*EXERCISE INSTRUCTIONS*: Everything from the first line of the records below through the line containing "use crate::compile::regs::SReg;" is to be retyped exactly; leave out the rest.

TASK INPUT below:

use crate::compile::emit::Base;
use crate::compile::expr::eval::{
    self, descriptor_of, evaluate, materialize, place_of, ArgOffset, OperatorArgument,
};
use crate::compile::expr::parse::{parse_expression, ExprNode};
use crate::compile::regs::SReg;
use crate::compile::source::Statement;
use crate::compile::token::Scanner;
use crate::compile::types::BaseType;
use crate::compile::Compiler;
use crate::error::CompileError;

/// FORMAT: the specification text is emitted literally as a labelled
/// string in the data section; the statement's own line label names it.
pub fn handle_format(
    ctx: &mut Compiler,
    statement: &Statement,
    spec: &str,
) -> Result<(), CompileError> {
    let label = statement
        .label
        .ok_or(CompileError::ExpressionSyntax("FORMAT needs a statement label"))?;
    let cal = ctx.labels.define(label)?;
    ctx.emit.data_string(Some(&cal), spec.trim());
    Ok(())
}

/// The format specifier of an I/O statement: a statement-label reference
/// (the format string's address), `*` for list-directed formatting, or a
/// character expression whose descriptor is passed through.
fn format_specifier(ctx: &mut Compiler, s: &mut Scanner<'_>) -> Result<SReg, CompileError> {
    if s.eat(b'*') {
        let r = ctx.regs.alloc_s()?;
        ctx.emit.load_imm(r, "0");
        return Ok(r);
    }
    if s.peek().map_or(false, |c| c.is_ascii_digit()) {
        let label = s
            .take_unsigned()
            .ok_or(CompileError::ExpressionSyntax("format label expected"))?;
        let target = ctx.labels.reference(label);
        let r = ctx.regs.alloc_s()?;
        ctx.emit.load_imm(r, &target);
        return Ok(r);
    }
    let e = parse_expression(s)?;
    let v = evaluate(ctx, &e)?;
    if eval::base_type_of(ctx, &v) != BaseType::Character {
        // an integer variable may hold an ASSIGNed format label
        return materialize(ctx, v, BaseType::Integer);
    }
    descriptor_of(ctx, v)
}

/// READ (unit, fmt) list / WRITE (unit, fmt) list. The prologue stores
/// the format specifier and unit into the four-word I/O frame; each list
/// element becomes one formatter call with its ordinal and address;
/// `@_endfmt` closes the frame.
pub fn handle_io(ctx: &mut Compiler, s: &mut Scanner<'_>, input: bool) -> Result<(), CompileError> {
    if input && s.peek() != Some(b'(') {
        // READ fmt [, list] on the default input unit
        let fmt = format_specifier(ctx, s)?;
        let unit = ctx.regs.alloc_s()?;
        ctx.emit.load_imm(unit, "5");
        ctx.emit.io_begin(fmt, unit);
        ctx.regs.free_s(fmt);
        ctx.regs.free_s(unit);
        let mut ordinal: i64 = 1;
        if s.eat(b',') {
            io_list(ctx, s, true, &mut ordinal)?;
        }
        let mask = ctx.regs.save_mask(&[]);
        ctx.emit.io_end(mask);
        return Ok(());
    }

    s.expect(b'(', "I/O control list")?;
    let unit = if s.eat(b'*') {
        let r = ctx.regs.alloc_s()?;
        ctx.emit.load_imm(r, if input { "5" } else { "6" });
        r
    } else {
        let e = parse_expression(s)?;
        let v = evaluate(ctx, &e)?;
        materialize(ctx, v, BaseType::Integer)?
    };
    s.expect(b',', "format specifier")?;
    let fmt = format_specifier(ctx, s)?;
    s.expect(b')', "closing parenthesis")?;

    ctx.emit.io_begin(fmt, unit);
    ctx.regs.free_s(fmt);
    ctx.regs.free_s(unit);

    let mut ordinal: i64 = 1;
    if !s.at_end() {
        io_list(ctx, s, input, &mut ordinal)?;
    }

    let mask = ctx.regs.save_mask(&[]);
    ctx.emit.io_end(mask);
    Ok(())
}

/// PRINT fmt [, list]: WRITE on the default output unit.
pub fn handle_print(ctx: &mut Compiler, s: &mut Scanner<'_>) -> Result<(), CompileError> {
    let fmt = format_specifier(ctx, s)?;
    let unit = ctx.regs.alloc_s()?;
    ctx.emit.load_imm(unit, "6");
    ctx.emit.io_begin(fmt, unit);
    ctx.regs.free_s(fmt);
    ctx.regs.free_s(unit);

    let mut ordinal: i64 = 1;
    if s.eat(b',') {
        io_list(ctx, s, false, &mut ordinal)?;
    }

    let mask = ctx.regs.save_mask(&[]);
    ctx.emit.io_end(mask);
    Ok(())
}

/// One I/O list: elements separated by commas, with implied-DO groups
/// `( items, var = init, limit [, incr] )` unrolled as a runtime loop.
fn io_list(
    ctx: &mut Compiler,
    s: &mut Scanner<'_>,
    input: bool,
    ordinal: &mut i64,
) -> Result<(), CompileError> {
    loop {
        io_list_item(ctx, s, input, ordinal)?;
        if s.eat(b',') {
            continue;
        }
        break;
    }
    Ok(())
}

fn io_list_item(
    ctx: &mut Compiler,
    s: &mut Scanner<'_>,
    input: bool,
    ordinal: &mut i64,
) -> Result<(), CompileError> {
    if s.peek() == Some(b'(') && implied_do_ahead(s) {
        return implied_do(ctx, s, input, ordinal);
    }
    let e = parse_expression(s)?;
    emit_io_element(ctx, &e, input, ordinal)
}

/// Looks ahead for the `, var = ` signature that separates an implied-DO
/// group from a parenthesised expression.
fn implied_do_ahead(s: &Scanner<'_>) -> bool {
    let text = s.rest().as_bytes();
    let mut depth = 0usize;
    let mut in_quote = false;
    let mut saw_equals_at_one = false;
    for &c in text {
        match c {
            b'\'' => in_quote = !in_quote,
            _ if in_quote => {}
            b'(' => depth += 1,
            b')' => {
                if depth <= 1 {
                    break;
                }
                depth -= 1;
            }
            b'=' if depth == 1 => saw_equals_at_one = true,
            _ => {}
        }
    }
    saw_equals_at_one
}

/// An implied-DO group loops its nested items over a control variable
/// with constant-positive step, re-running the formatter call for every
/// iteration.
fn implied_do(
    ctx: &mut Compiler,
    s: &mut Scanner<'_>,
    input: bool,
    ordinal: &mut i64,
) -> Result<(), CompileError> {
    s.expect(b'(', "implied DO")?;
    let mut items: Vec<ExprNode> = Vec::new();
    let (var, init_tree, limit_tree) = loop {
        // each element parses as an expression until one turns out to be
        // the control assignment
        let e = parse_expression(s)?;
        if s.eat(b'=') {
            let var = match e {
                ExprNode::Ref { name, args } if args.is_empty() => name,
                _ => {
                    return Err(CompileError::ExpressionSyntax(
                        "implied-DO control variable expected",
                    ))
                }
            };
            let init = parse_expression(s)?;
            s.expect(b',', "implied-DO limit")?;
            let limit = parse_expression(s)?;
            if s.eat(b',') {
                // only a constant unit step is supported here
                let step = parse_expression(s)?;
                match eval::const_eval_int(ctx, &step) {
                    Some(1) => {}
                    _ => {
                        return Err(CompileError::ExpressionSyntax(
                            "implied-DO increments other than one",
                        ))
                    }
                }
            }
            s.expect(b')', "closing parenthesis")?;
            break (var, init, limit);
        }
        items.push(e);
        s.expect(b',', "implied-DO list")?;
    };

    // var = init; loop: items; var += 1; while var <= limit
    let var_node = ExprNode::Ref {
        name: var.clone(),
        args: Vec::new(),
    };
    let target = evaluate(ctx, &var_node)?;
    let init = evaluate(ctx, &init_tree)?;
    super::exec::assign(ctx, target, init)?;

    let top = ctx.labels.generate();
    ctx.emit.place_label(&top);
    for item in &items {
        emit_io_element(ctx, item, input, ordinal)?;
    }

    // step and test
    let v = evaluate(ctx, &var_node)?;
    let r = materialize(ctx, v, BaseType::Integer)?;
    let one = ctx.regs.alloc_s()?;
    ctx.emit.load_imm(one, "1");
    ctx.emit.add_int(r, r, one);
    ctx.regs.free_s(one);
    let place = place_of(ctx, &var, ArgOffset::None)?;
    eval::store_place(ctx, &place, r)?;
    eval::free_place(ctx, place);
    let limit = evaluate(ctx, &limit_tree)?;
    let l = materialize(ctx, limit, BaseType::Integer)?;
    ctx.emit.instr("S0", &format!("{}-{}", l, r));
    ctx.emit
        .branch(crate::compile::emit::Cond::Plus, &top);
    ctx.regs.free_s(l);
    ctx.regs.free_s(r);
    Ok(())
}

/// One element call: `@_infmt` / `@_outfmt` with (ordinal, address).
/// References pass their own address (characters their descriptor); an
/// output expression is parked in the static scratch pair and its
/// address passed instead.
fn emit_io_element(
    ctx: &mut Compiler,
    e: &ExprNode,
    input: bool,
    ordinal: &mut i64,
) -> Result<(), CompileError> {
    let arg = evaluate(ctx, e)?;
    let ty = eval::base_type_of(ctx, &arg);

    let addr = match arg {
        arg @ OperatorArgument::Reference { .. } => {
            if ty == BaseType::Character {
                descriptor_of(ctx, arg)?
            } else {
                let place = match arg {
                    OperatorArgument::Reference { ref name, ref offset } => {
                        let off = match offset {
                            ArgOffset::None => ArgOffset::None,
                            ArgOffset::Constant(c) => ArgOffset::Constant(*c),
                            ArgOffset::Register(r) => ArgOffset::Register(*r),
                        };
                        let name = name.clone();
                        place_of(ctx, &name, off)?
                    }
                    _ => unreachable!(),
                };
                eval::address_of_place(ctx, place)?
            }
        }
        other => {
            if input {
                eval::free_argument(ctx, &other);
                return Err(CompileError::ExpressionSyntax(
                    "READ list items must be variables",
                ));
            }
            if ty == BaseType::Character {
                descriptor_of(ctx, other)?
            } else {
                // spill through the static scratch word
                let slot = ctx.scratch_slot();
                let v = materialize(ctx, other, ty)?;
                let base = Base::Label(ctx.unit.static_label.clone(), slot);
                ctx.emit.store_word(&mut ctx.regs, v, &base, None)?;
                ctx.regs.free_s(v);
                let r = ctx.regs.alloc_s()?;
                let label = ctx.unit.static_label.clone();
                let expr = if slot == 0 {
                    label
                } else {
                    format!("{}+{}", label, slot)
                };
                ctx.emit.load_imm(r, &expr);
                r
            }
        }
    };

    let ord = ctx.regs.alloc_s()?;
    ctx.emit.load_imm(ord, &ordinal.to_string());
    *ordinal += 1;
    let mask = ctx.regs.save_mask(&[ord, addr]);
    ctx.emit.io_item(input, ord, addr, mask);
    ctx.regs.free_s(ord);
    ctx.regs.free_s(addr);
    Ok(())
}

End of TASK INPUT.

*FINAL ANSWER*:
use crate::compile::emit::Base;
use crate::compile::expr::eval::{
    self, descriptor_of, evaluate, materialize, place_of, ArgOffset, OperatorArgument,
};
use crate::compile::expr::parse::{parse_expression, ExprNode};
use crate::compile::regs::SReg;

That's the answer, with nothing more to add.